Turkey: Strikes against ISIS in Syria to continue as long as threat persists

Turkish PM makes remarks in light of Ankara's strikes on Islamic State, Kurdish militants in drive for Syria "safe zone."

Turkish F-16 fighter jet (photo credit: REUTERS)
Turkish F-16 fighter jet
(photo credit: REUTERS)
ANKARA - Turkish fighter jets and ground forces hit Islamic State militants in Syria and Kurdistan Workers Party (PKK) camps in Iraq overnight on Saturday, in a campaign Ankara said would help create a "safe zone" across swathes of northern Syria.
Turkey has dramatically cranked up its role in the US-led coalition against Islamic State since a suspected IS suicide bomber killed 32 people earlier this week in a town close to the Syrian border, while pledging to also target Kurdish militants.
This has raised concern about the future of the shaky Kurdish peace process. Critics including opposition politicians accuse President Tayyip Erdogan of trying to use the campaign against Islamic State as an excuse to crack down on Kurds.

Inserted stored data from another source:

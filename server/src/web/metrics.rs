//! Prometheus metrics exposed on `/metrics`.

use meeting_light_rs::{Actuation, ReconcileReport, StatusColor};
use metrics::{counter, describe_counter, describe_gauge, gauge};
use metrics_exporter_prometheus::{BuildError, PrometheusBuilder, PrometheusHandle};
use std::time::Instant;

/// Installs the global recorder and registers metric descriptions.
pub fn init_metrics() -> Result<PrometheusHandle, BuildError> {
    let handle = PrometheusBuilder::new().install_recorder()?;
    register_metric_descriptions();
    Ok(handle)
}

fn register_metric_descriptions() {
    describe_gauge!(
        "meeting_light_info",
        "Information about the service (always 1, labels contain version info)"
    );
    describe_gauge!(
        "meeting_light_uptime_seconds",
        "Time in seconds since the service started"
    );
    describe_counter!(
        "meeting_light_triggers_total",
        "Color changes requested over HTTP, by color"
    );
    describe_counter!(
        "meeting_light_actuations_total",
        "Color assertions by outcome (applied, no_device, failed)"
    );
    describe_counter!(
        "meeting_light_reconciliations_total",
        "Reconciliation passes by decision"
    );
    describe_gauge!(
        "meeting_light_last_reconciliation_timestamp",
        "Unix timestamp of the last reconciliation pass"
    );
}

pub struct Metrics;

impl Metrics {
    pub fn set_uptime(start_time: Instant) {
        gauge!("meeting_light_uptime_seconds").set(start_time.elapsed().as_secs_f64());
    }

    pub fn set_info(version: &str) {
        gauge!("meeting_light_info", "version" => version.to_string()).set(1.0);
    }

    pub fn record_trigger(color: StatusColor, actuation: &Actuation) {
        counter!("meeting_light_triggers_total", "color" => color.as_str()).increment(1);
        Self::record_actuation(actuation);
    }

    pub fn record_actuation(actuation: &Actuation) {
        counter!("meeting_light_actuations_total", "outcome" => actuation.as_str()).increment(1);
    }

    pub fn record_reconciliation(report: &ReconcileReport, timestamp: i64) {
        counter!(
            "meeting_light_reconciliations_total",
            "decision" => report.decision.as_str()
        )
        .increment(1);
        if let Some(actuation) = &report.actuation {
            Self::record_actuation(actuation);
        }
        gauge!("meeting_light_last_reconciliation_timestamp").set(timestamp as f64);
    }
}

The heightened security operations will go on for as long as Turkey feels threatened, Prime Minister Ahmet Davutoglu told a news conference. Islamic State has seized much of northern and eastern Syria four years into the country's civil war.
"These operations are not 'one-point operations' and will continue as long as there is a threat against Turkey," he said.
Turkey was long a reluctant member of the coalition against Islamic State, a stance that annoyed NATO ally Washington with the air strikes doing little so far to "degrade and destroy" IS capabilities, as President Barack Obama described their goal.
Ankara has now, for the first time, taken a front-line role in the battle, apparently spurred to action by the suicide bombing in the border town of Suruc.
Many of those killed in the attack were Kurds and it kicked off waves of violence in the largely Kurdish southeast by militants who say Erdogan and his Islamist-rooted AK Party have covertly supported Islamic State against Syrian Kurds.
Ankara denies the accusation.
Turkey staged its first-ever air strike on IS in Syria early on Friday, while police rounded up hundreds of suspected Islamist and Kurdish militants in cities and towns across the country. As of Saturday, nearly 600 people had been detained.